Start of Block

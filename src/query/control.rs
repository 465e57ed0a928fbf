//! Ordering and paging clauses appended to a filter before it is sent to the
//! media endpoint. They share the filter grammar; only the keys are reserved.

use super::ast::Operator;
use super::filter::Filter;
use serde::{Deserialize, Serialize};
use thiserror::Error;

pub const ORDER_BY: &str = "order_by";
pub const ASC: &str = "asc";
pub const LIMIT: &str = "limit";
pub const PAGE: &str = "page";

pub const CONTROL_KEYS: [&str; 4] = [ORDER_BY, ASC, LIMIT, PAGE];

#[derive(Debug, Clone, PartialEq, Eq, Serialize, Deserialize)]
pub struct Paging {
    pub order_by: String,
    pub asc: bool,
    pub limit: u32,
    pub page: u32,
}

#[derive(Debug, Clone, PartialEq, Error)]
pub enum ControlError {
    #[error("duplicate filter for column: {0}")]
    Duplicate(String),

    #[error("invalid operator {op} for {key}, expected =")]
    InvalidOperator { key: String, op: Operator },

    #[error("invalid value {value} for {key}")]
    InvalidValue { key: String, value: String },

    #[error("cannot page without limit")]
    PageWithoutLimit,

    #[error("order of filters is invalid: {key} came after {after}")]
    InvalidOrder { key: String, after: String },
}

impl Filter {
    /// Replaces any control clauses with the given ones, placed after the
    /// ordinary clauses.
    pub fn with_paging(self, paging: &Paging) -> Filter {
        self.without_controls()
            .set(ORDER_BY, Operator::Eq, paging.order_by.as_str())
            .set(ASC, Operator::Eq, paging.asc)
            .set(LIMIT, Operator::Eq, paging.limit)
            .set(PAGE, Operator::Eq, paging.page)
    }

    pub fn to_media_query(&self, paging: &Paging) -> String {
        self.clone().with_paging(paging).to_string()
    }

    /// The filter as sent for a count, without ordering or paging.
    pub fn without_controls(self) -> Filter {
        CONTROL_KEYS
            .iter()
            .fold(self, |filter, key| filter.remove_key(key))
    }
}

/// Control clauses must follow every ordinary clause, and `page` comes last.
pub fn validate(filter: &Filter) -> Result<(), ControlError> {
    check_order(filter)?;

    for key in CONTROL_KEYS {
        let clauses: Vec<_> = filter.clauses().filter(|c| c.key == key).collect();
        let [clause] = clauses.as_slice() else {
            if clauses.is_empty() {
                continue;
            }
            return Err(ControlError::Duplicate(key.to_string()));
        };

        if clause.op != Operator::Eq {
            return Err(ControlError::InvalidOperator {
                key: key.to_string(),
                op: clause.op,
            });
        }

        let valid = match key {
            ORDER_BY => clause.value.as_str().is_some_and(|col| !col.is_empty()),
            ASC => clause.value.as_bool().is_some(),
            _ => clause
                .value
                .as_f64()
                .is_some_and(|n| n >= 0.0 && n.fract() == 0.0),
        };
        if !valid {
            return Err(ControlError::InvalidValue {
                key: key.to_string(),
                value: clause.value.to_string(),
            });
        }
    }

    if filter.get(PAGE, Operator::Eq).is_some() && filter.get(LIMIT, Operator::Eq).is_none() {
        return Err(ControlError::PageWithoutLimit);
    }

    Ok(())
}

fn check_order(filter: &Filter) -> Result<(), ControlError> {
    let mut first_control: Option<&str> = None;
    let mut page_seen = false;

    for clause in filter.clauses() {
        let is_control = CONTROL_KEYS.contains(&clause.key);
        let after = match first_control {
            Some(control) if !is_control => Some(control),
            _ if page_seen && clause.key != PAGE => Some(PAGE),
            _ => None,
        };
        if let Some(after) = after {
            return Err(ControlError::InvalidOrder {
                key: clause.key.to_string(),
                after: after.to_string(),
            });
        }

        if is_control {
            first_control.get_or_insert(clause.key);
            page_seen |= clause.key == PAGE;
        }
    }

    Ok(())
}

/// Page holding the item preceded by `count_before` items.
pub fn page_for(count_before: u64, limit: u32) -> u64 {
    match limit {
        0 => 0,
        limit => count_before / u64::from(limit),
    }
}

#[cfg(test)]
mod tests {
    use super::*;
    use crate::query::parse;

    fn paging() -> Paging {
        Paging {
            order_by: "created_at".to_string(),
            asc: false,
            limit: 100,
            page: 2,
        }
    }

    #[test]
    fn test_media_query_appends_controls() {
        let filter = parse(r#"tag:="beach""#).unwrap();
        assert_eq!(
            filter.to_media_query(&paging()),
            r#"tag:="beach" order_by:="created_at" asc:=false limit:=100 page:=2"#
        );
    }

    #[test]
    fn test_media_query_replaces_existing_controls() {
        let filter = parse(r#"page:=9 tag:="beach" limit:=5"#).unwrap();
        let query = filter.to_media_query(&paging());
        assert_eq!(
            query,
            r#"tag:="beach" order_by:="created_at" asc:=false limit:=100 page:=2"#
        );
        assert!(validate(&parse(&query).unwrap()).is_ok());
    }

    #[test]
    fn test_without_controls() {
        let filter = parse(r#"tag:="beach" limit:=5 page:=1"#).unwrap();
        assert_eq!(filter.without_controls().to_string(), r#"tag:="beach""#);
    }

    #[test]
    fn test_validate_errors() {
        assert_eq!(
            validate(&parse("limit:=5 limit:=6").unwrap()),
            Err(ControlError::Duplicate("limit".to_string()))
        );
        assert!(matches!(
            validate(&parse("limit:>5").unwrap()),
            Err(ControlError::InvalidOperator { .. })
        ));
        assert!(matches!(
            validate(&parse("limit:=-1").unwrap()),
            Err(ControlError::InvalidValue { .. })
        ));
        assert!(matches!(
            validate(&parse("asc:=yes").unwrap()),
            Err(ControlError::InvalidValue { .. })
        ));
        assert_eq!(
            validate(&parse("page:=1").unwrap()),
            Err(ControlError::PageWithoutLimit)
        );
    }

    #[test]
    fn test_validate_order() {
        assert_eq!(
            validate(&parse(r#"page:=1 limit:=5 tag:="x""#).unwrap()),
            Err(ControlError::InvalidOrder {
                key: "limit".to_string(),
                after: "page".to_string(),
            })
        );
        assert_eq!(
            validate(&parse(r#"limit:=5 tag:="x""#).unwrap()),
            Err(ControlError::InvalidOrder {
                key: "tag".to_string(),
                after: "limit".to_string(),
            })
        );
        assert!(validate(&parse(r#"tag:="x" asc:=true limit:=5 page:=1"#).unwrap()).is_ok());
        assert!(validate(&parse(r#"tag:="x" limit:=5 order_by:="size""#).unwrap()).is_ok());
    }

    #[test]
    fn test_page_for() {
        assert_eq!(page_for(0, 100), 0);
        assert_eq!(page_for(250, 100), 2);
        assert_eq!(page_for(5, 0), 0);
    }
}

End of Block

- ACTIVITY -
Repeat each line above exactly as it stands.

- ANSWER BOX -
filename src/query/control.rs
repository 465e57ed0a928fbf
//! Ordering and paging clauses appended to a filter before it is sent to the
//! media endpoint. They share the filter grammar; only the keys are reserved.

use super::ast::Operator;
use super::filter::Filter;
use serde::{Deserialize, Serialize};
use thiserror::Error;

pub const ORDER_BY: &str = "order_by";
pub const ASC: &str = "asc";
pub const LIMIT: &str = "limit";
pub const PAGE: &str = "page";

pub const CONTROL_KEYS: [&str; 4] = [ORDER_BY, ASC, LIMIT, PAGE];

#[derive(Debug, Clone, PartialEq, Eq, Serialize, Deserialize)]
pub struct Paging {
    pub order_by: String,
    pub asc: bool,
    pub limit: u32,
    pub page: u32,
}

#[derive(Debug, Clone, PartialEq, Error)]
pub enum ControlError {
    #[error("duplicate filter for column: {0}")]
    Duplicate(String),

    #[error("invalid operator {op} for {key}, expected =")]
    InvalidOperator { key: String, op: Operator },

    #[error("invalid value {value} for {key}")]
    InvalidValue { key: String, value: String },

    #[error("cannot page without limit")]
    PageWithoutLimit,

    #[error("order of filters is invalid: {key} came after {after}")]
    InvalidOrder { key: String, after: String },
}

impl Filter {
    /// Replaces any control clauses with the given ones, placed after the
    /// ordinary clauses.
    pub fn with_paging(self, paging: &Paging) -> Filter {
        self.without_controls()
            .set(ORDER_BY, Operator::Eq, paging.order_by.as_str())
            .set(ASC, Operator::Eq, paging.asc)
            .set(LIMIT, Operator::Eq, paging.limit)
            .set(PAGE, Operator::Eq, paging.page)
    }

    pub fn to_media_query(&self, paging: &Paging) -> String {
        self.clone().with_paging(paging).to_string()
    }

    /// The filter as sent for a count, without ordering or paging.
    pub fn without_controls(self) -> Filter {
        CONTROL_KEYS
            .iter()
            .fold(self, |filter, key| filter.remove_key(key))
    }
}

/// Control clauses must follow every ordinary clause, and `page` comes last.
pub fn validate(filter: &Filter) -> Result<(), ControlError> {
    check_order(filter)?;

    for key in CONTROL_KEYS {
        let clauses: Vec<_> = filter.clauses().filter(|c| c.key == key).collect();
        let [clause] = clauses.as_slice() else {
            if clauses.is_empty() {
                continue;
            }
            return Err(ControlError::Duplicate(key.to_string()));
        };

        if clause.op != Operator::Eq {
            return Err(ControlError::InvalidOperator {
                key: key.to_string(),
                op: clause.op,
            });
        }

        let valid = match key {
            ORDER_BY => clause.value.as_str().is_some_and(|col| !col.is_empty()),
            ASC => clause.value.as_bool().is_some(),
            _ => clause
                .value
                .as_f64()
                .is_some_and(|n| n >= 0.0 && n.fract() == 0.0),
        };
        if !valid {
            return Err(ControlError::InvalidValue {
                key: key.to_string(),
                value: clause.value.to_string(),
            });
        }
    }

    if filter.get(PAGE, Operator::Eq).is_some() && filter.get(LIMIT, Operator::Eq).is_none() {
        return Err(ControlError::PageWithoutLimit);
    }

    Ok(())
}

fn check_order(filter: &Filter) -> Result<(), ControlError> {
    let mut first_control: Option<&str> = None;
    let mut page_seen = false;

    for clause in filter.clauses() {
        let is_control = CONTROL_KEYS.contains(&clause.key);
        let after = match first_control {
            Some(control) if !is_control => Some(control),
            _ if page_seen && clause.key != PAGE => Some(PAGE),
            _ => None,
        };
        if let Some(after) = after {
            return Err(ControlError::InvalidOrder {
                key: clause.key.to_string(),
                after: after.to_string(),
            });
        }

        if is_control {
            first_control.get_or_insert(clause.key);
            page_seen |= clause.key == PAGE;
        }
    }

    Ok(())
}

/// Page holding the item preceded by `count_before` items.
pub fn page_for(count_before: u64, limit: u32) -> u64 {
    match limit {
        0 => 0,
        limit => count_before / u64::from(limit),
    }
}

#[cfg(test)]
mod tests {
    use super::*;
    use crate::query::parse;

    fn paging() -> Paging {
        Paging {
            order_by: "created_at".to_string(),
            asc: false,
            limit: 100,
            page: 2,
        }
    }

    #[test]
    fn test_media_query_appends_controls() {
        let filter = parse(r#"tag:="beach""#).unwrap();
        assert_eq!(
            filter.to_media_query(&paging()),
            r#"tag:="beach" order_by:="created_at" asc:=false limit:=100 page:=2"#
        );
    }

    #[test]
    fn test_media_query_replaces_existing_controls() {
        let filter = parse(r#"page:=9 tag:="beach" limit:=5"#).unwrap();
        let query = filter.to_media_query(&paging());
        assert_eq!(
            query,
            r#"tag:="beach" order_by:="created_at" asc:=false limit:=100 page:=2"#
        );
        assert!(validate(&parse(&query).unwrap()).is_ok());
    }

    #[test]
    fn test_without_controls() {
        let filter = parse(r#"tag:="beach" limit:=5 page:=1"#).unwrap();
        assert_eq!(filter.without_controls().to_string(), r#"tag:="beach""#);
    }

    #[test]
    fn test_validate_errors() {
        assert_eq!(
            validate(&parse("limit:=5 limit:=6").unwrap()),
            Err(ControlError::Duplicate("limit".to_string()))
        );
        assert!(matches!(
            validate(&parse("limit:>5").unwrap()),
            Err(ControlError::InvalidOperator { .. })
        ));
        assert!(matches!(
            validate(&parse("limit:=-1").unwrap()),
            Err(ControlError::InvalidValue { .. })
        ));
        assert!(matches!(
            validate(&parse("asc:=yes").unwrap()),
            Err(ControlError::InvalidValue { .. })
        ));
        assert_eq!(
            validate(&parse("page:=1").unwrap()),
            Err(ControlError::PageWithoutLimit)
        );
    }

    #[test]
    fn test_validate_order() {
        assert_eq!(
            validate(&parse(r#"page:=1 limit:=5 tag:="x""#).unwrap()),
            Err(ControlError::InvalidOrder {
                key: "limit".to_string(),
                after: "page".to_string(),
            })
        );
        assert_eq!(
            validate(&parse(r#"limit:=5 tag:="x""#).unwrap()),
            Err(ControlError::InvalidOrder {
                key: "tag".to_string(),
                after: "limit".to_string(),
            })
        );
        assert!(validate(&parse(r#"tag:="x" asc:=true limit:=5 page:=1"#).unwrap()).is_ok());
        assert!(validate(&parse(r#"tag:="x" limit:=5 order_by:="size""#).unwrap()).is_ok());
    }

    #[test]
    fn test_page_for() {
        assert_eq!(page_for(0, 100), 0);
        assert_eq!(page_for(250, 100), 2);
        assert_eq!(page_for(5, 0), 0);
    }
}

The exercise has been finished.